Tampoco es gratificante llegar a un estacionamiento de los antiguos, en los cuales los acomodadores reciben a los choferes con advertencias: "¿Le lavo el coche? ¿Se lo encero?", dicen automáticamente, a pesar de que el automóvil vaya impecable. Y una vez que el conductor ha rechazado la oferta, señalan implacables: "Tiene un rayón. Aquí hay un golpe". De nada sirve responder que ese trancazo que está señalando se lo hicieron justamente en un estacionamiento. Pocas tareas hay tan estériles y frustrantes en el diario manejar de esta ciudad como tratar de cobrar el seguro a un estacionamiento que ha abollado el carro.

Tan buen negocio debe ser aparcar coches que por todos lados han aparecido estacionamientos. Los grandes supermercados cobran a sus clientes por ir a comprar sus mercancías. Lo mismo hacen algunos restoranes. Ahora hasta algunos expendios de comida rápida obligan a pagar para acceder a sus instalaciones con un vehículo motorizado.

Algunos negocios ni siquiera alquilan un espacio para estacionar automóviles. Les basta tener un dependiente que recoja y devuelva el carro, entregue un recibo y cobre la tarifa. Es el caso de los llamados valet parking, que reciben los coches a las puertas de los restaurantes y los depositan en las calles públicas.

Están también los llamados franeleros y acomodadores que controlan el estacionamiento de vialidades colocando botes y piedras. A diferencia de los valet parking no cuentan con razón social, no contratan empleados y no dan recibos, pero trabajan más o menos de la misma manera. Usualmente son vistos con simpatía por los empleados de oficinas que necesitan un lugar seguro para dejar sus coches y no pueden darse el lujo de pagar un estacionamiento, pero despiertan la antipatía de los vecinos del barrio y de quienes buscan aparcar en esas calles ocasionalmente.
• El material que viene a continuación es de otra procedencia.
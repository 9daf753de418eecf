//! npm subprocess construction and execution.
//!
//! One blocking subprocess per call: the argument vector, working directory,
//! and environment are rebuilt from the config every time and never reused.
//! The executor reports *what happened* ([`Outcome`]); deciding whether a
//! non-zero exit is an error belongs to the per-operation decoders.

use crate::config::NpmConfig;
use crate::env::{self, OutputMode};
use crate::error::Error;
use crate::Result;
use std::path::{Path, PathBuf};
use std::process::Command;
use tracing::debug;

/// What one npm invocation produced.
///
/// `stdout`/`stderr` are empty in [`OutputMode::Stream`] regardless of what
/// the child actually wrote. `code` is `-1` when the child died to a signal.
#[derive(Debug, Clone, Default)]
pub struct Outcome {
    pub stdout: String,
    pub stderr: String,
    pub success: bool,
    pub code: i32,
}

/// Handle for driving the npm CLI against one project root.
///
/// Cheap to clone; holds no open resources and no state between calls, so
/// concurrent use from multiple threads is fine (the `node_modules`
/// creation step is idempotent and races harmlessly).
#[derive(Debug, Clone)]
pub struct NpmClient {
    config: NpmConfig,
}

impl NpmClient {
    #[must_use]
    pub fn new(config: NpmConfig) -> Self {
        Self { config }
    }

    #[must_use]
    pub fn config(&self) -> &NpmConfig {
        &self.config
    }

    /// Build the runnable process description for one npm subcommand.
    ///
    /// Ensures `node_modules` exists, relativizes the node and npm paths
    /// against the project root (the child's working directory), and
    /// assembles
    /// `node npm --scripts-prepend-node-path=true <args..> [--loglevel=..]`
    /// with the isolated environment from [`env::build`].
    pub(crate) fn command(&self, args: &[&str]) -> Result<Command> {
        npmbox_util::fs::ensure_dir(&self.config.node_modules_dir())?;

        let node_rel = self.relativize(&self.config.node_path)?;
        let npm_rel = self.relativize(&self.config.npm_path)?;

        let mut cmd = Command::new(&node_rel);
        cmd.arg(&npm_rel);
        cmd.arg("--scripts-prepend-node-path=true");
        cmd.args(args);
        if let Some(level) = env::debug_level() {
            cmd.arg(format!("--loglevel={level}"));
        }
        cmd.current_dir(&self.config.root_path);
        cmd.env_clear();
        cmd.envs(env::build(&self.config, ambient_vars()));
        Ok(cmd)
    }

    fn relativize(&self, path: &Path) -> Result<PathBuf> {
        npmbox_util::paths::relative_to(path, &self.config.root_path).ok_or_else(|| {
            Error::NotRelative {
                path: path.to_path_buf(),
                root: self.config.root_path.clone(),
            }
        })
    }

    /// Run one npm subcommand to completion, blocking the calling thread.
    ///
    /// Errors here are launch failures only (directory creation, path
    /// relativization, spawn); a started process always yields an
    /// [`Outcome`], non-zero exit included.
    pub fn exec(&self, args: &[&str], mode: OutputMode) -> Result<Outcome> {
        let mut cmd = self.command(args)?;
        debug!(?args, ?mode, root = %self.config.root_path.display(), "invoking npm");

        let (stdout, stderr, status) = match mode {
            OutputMode::Capture => {
                let output = cmd.output()?;
                (
                    String::from_utf8_lossy(&output.stdout).into_owned(),
                    String::from_utf8_lossy(&output.stderr).into_owned(),
                    output.status,
                )
            }
            OutputMode::Stream => (String::new(), String::new(), cmd.status()?),
        };

        Ok(Outcome {
            stdout,
            stderr,
            success: status.success(),
            code: status.code().unwrap_or(-1),
        })
    }
}

/// Snapshot of the ambient environment, tolerant of entries that are not
/// valid Unicode (legal on unix): those pass through lossily instead of
/// panicking the way `std::env::vars` would.
fn ambient_vars() -> impl Iterator<Item = (String, String)> {
    std::env::vars_os().map(|(name, value)| {
        (
            name.to_string_lossy().into_owned(),
            value.to_string_lossy().into_owned(),
        )
    })
}
#![deny(clippy::all)]
#![warn(clippy::pedantic)]
#![allow(clippy::module_name_repetitions)]

//! Shared utilities for npmbox.
//!
//! This crate provides pure helper functions with no logging/tracing dependencies.
//! Logging is handled by the core crate to keep this library lightweight.

pub mod fs;
pub mod paths;
//! End-to-end tests for the executor against stub node/npm scripts.
//!
//! Each test materializes a project root in a tempdir with a fake `node`
//! shell script that plays back canned npm behavior, then drives the public
//! operations through a real subprocess. Unix only: the stubs are `sh`
//! scripts resolved relative to the project root.

#![cfg(unix)]

use npmbox_core::{Error, NpmClient, NpmConfig};
use std::fs;
use std::os::unix::fs::PermissionsExt;
use std::path::Path;
use tempfile::tempdir;

const DEBUG_ENV: &str = "NPMBOX_DEBUG";

/// Write an executable fake `node` under `<root>/bin` and return a client
/// whose every invocation runs it.
fn client_with_fake_node(root: &Path, script_body: &str) -> NpmClient {
    let bin = root.join("bin");
    fs::create_dir_all(&bin).unwrap();
    let node = bin.join("node");
    fs::write(&node, format!("#!/bin/sh\n{script_body}\n")).unwrap();
    fs::set_permissions(&node, fs::Permissions::from_mode(0o755)).unwrap();

    // Captured output must not be diverted by a debug flag leaking in from
    // the ambient environment.
    std::env::remove_var(DEBUG_ENV);

    NpmClient::new(NpmConfig::new(
        root,
        node,
        root.join("lib").join("npm-cli.js"),
        "https://registry.example.com/",
    ))
}

#[test]
fn test_packages_decodes_listing() {
    let dir = tempdir().unwrap();
    let client = client_with_fake_node(
        dir.path(),
        r#"echo '{"dependencies":{"left-pad":{"version":"1.3.0"}}}'"#,
    );

    let packages = client.packages().unwrap();
    assert_eq!(packages.len(), 1);
    assert_eq!(packages[0].name, "left-pad");
    assert_eq!(packages[0].version, "1.3.0");
}

#[test]
fn test_packages_failure_surfaces_stderr() {
    let dir = tempdir().unwrap();
    let client = client_with_fake_node(dir.path(), "echo 'npm ERR! broken' >&2\nexit 2");

    let err = client.packages().unwrap_err();
    assert!(err.to_string().contains("npm ERR! broken"));
}

#[test]
fn test_install_failure_includes_hint() {
    let dir = tempdir().unwrap();
    let client = client_with_fake_node(dir.path(), "echo 'npm ERR! E404' >&2\nexit 1");

    let err = client.install_packages(["left-pad"]).unwrap_err();
    let text = err.to_string();
    assert!(text.contains("Error installing package."));
    assert!(text.contains("npm ERR! E404"));
    assert!(text.contains("NPMBOX_DEBUG=info"));
}

#[test]
fn test_remove_failure_is_bare_stderr() {
    let dir = tempdir().unwrap();
    let client = client_with_fake_node(dir.path(), "echo 'npm ERR! not installed' >&2\nexit 1");

    let err = client.remove_packages(["left-pad"]).unwrap_err();
    let text = err.to_string();
    assert!(text.contains("npm ERR! not installed"));
    assert!(!text.contains("NPMBOX_DEBUG"));
}

#[test]
fn test_outdated_exit_one_is_not_an_error() {
    let dir = tempdir().unwrap();
    let client = client_with_fake_node(
        dir.path(),
        r#"echo '{"left-pad":{"current":"1.3.0","latest":"1.4.0"}}'
exit 1"#,
    );

    let outdated = client.outdated_packages(["left-pad"]).unwrap();
    assert_eq!(outdated.len(), 1);
    assert_eq!(outdated["left-pad"], "1.4.0");
}

#[test]
fn test_subprocess_contract() {
    let dir = tempdir().unwrap();
    // Record what the child actually sees, then answer with an empty listing.
    let client = client_with_fake_node(
        dir.path(),
        r#"pwd > seen_cwd.txt
printf '%s\n' "$@" > seen_args.txt
printenv npm_config_registry > seen_registry.txt
printenv npm_config_audit > seen_audit.txt
printenv PATH > seen_path.txt
echo '{}'"#,
    );

    let packages = client.packages().unwrap();
    assert!(packages.is_empty());

    let root = dir.path();
    let cwd = fs::read_to_string(root.join("seen_cwd.txt")).unwrap();
    assert_eq!(
        Path::new(cwd.trim()).canonicalize().unwrap(),
        root.canonicalize().unwrap()
    );

    let args = fs::read_to_string(root.join("seen_args.txt")).unwrap();
    let args: Vec<&str> = args.lines().collect();
    assert_eq!(
        args,
        [
            "lib/npm-cli.js",
            "--scripts-prepend-node-path=true",
            "list",
            "--json",
            "--depth=0"
        ]
    );

    let registry = fs::read_to_string(root.join("seen_registry.txt")).unwrap();
    assert_eq!(registry.trim(), "https://registry.example.com/");

    let audit = fs::read_to_string(root.join("seen_audit.txt")).unwrap();
    assert_eq!(audit.trim(), "false");

    let path = fs::read_to_string(root.join("seen_path.txt")).unwrap();
    assert!(path.starts_with(&*root.join("bin").to_string_lossy()));
}

#[test]
fn test_operations_create_node_modules() {
    let dir = tempdir().unwrap();
    let client = client_with_fake_node(dir.path(), "echo '{}'");

    client.packages().unwrap();
    assert!(dir.path().join("node_modules").is_dir());

    // Create-if-missing must hold on repeat calls.
    client.packages().unwrap();
}

#[test]
fn test_clear_cache_reports_exit_code() {
    let dir = tempdir().unwrap();
    let client = client_with_fake_node(dir.path(), "exit 0");
    client.clear_cache().unwrap();

    let failing = client_with_fake_node(dir.path(), "exit 3");
    let err = failing.clear_cache().unwrap_err();
    assert!(matches!(err, Error::Exit { code: 3 }));
}

#[test]
fn test_remove_package_lock() {
    let dir = tempdir().unwrap();
    let client = client_with_fake_node(dir.path(), "echo '{}'");

    fs::write(dir.path().join("package-lock.json"), "{}").unwrap();
    client.remove_package_lock().unwrap();
    assert!(!dir.path().join("package-lock.json").exists());

    // Matches os-remove semantics: deleting a missing file is an error.
    assert!(client.remove_package_lock().is_err());
}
Por supuesto, todos estos problemas desaparecen si se usa el transporte público o la bicicleta. Pero trasladarse en bicicleta en una ciudad tan motorizada como ésta y con conductores tan imprudentes puede resultar una aventura peligrosa, además de extenuante. Y el sistema de transporte público es limitado.

No hay, pues, soluciones fáciles a la cuestión del transporte en esta ciudad, como no la hay tampoco para el agua ni para otros asuntos. Y el político que diga que tiene la solución, miente.

Y eso es precisamente lo que hace Demetrio Sodi cuando afirma que le sobran ideas para resolver los problemas de esta ciudad. Durante años, las únicas ideas que el senador ha mostrado tener son las de la derecha. Por eso votó contra los pueblos indígenas.

Sodi, saltimbanqui de la política, un día es priísta, al siguiente "ciudadano" y en la coyuntura electoral se vuelve perredista. Ahora quiere vestirse con la chaqueta del PAN o de cualquier partido que le ofrezca una candidatura, y para ello realiza una costosa campaña con promocionales en la televisión y en las calles de la ciudad de México, pero oculta quiénes son sus patrocinadores.

Como si no tuviéramos suficiente con problemas como el del tráfico y el estacionamiento, los capitalinos debemos soportar además a los suspirantes a un nuevo hueso estilo Demetrio Sodi.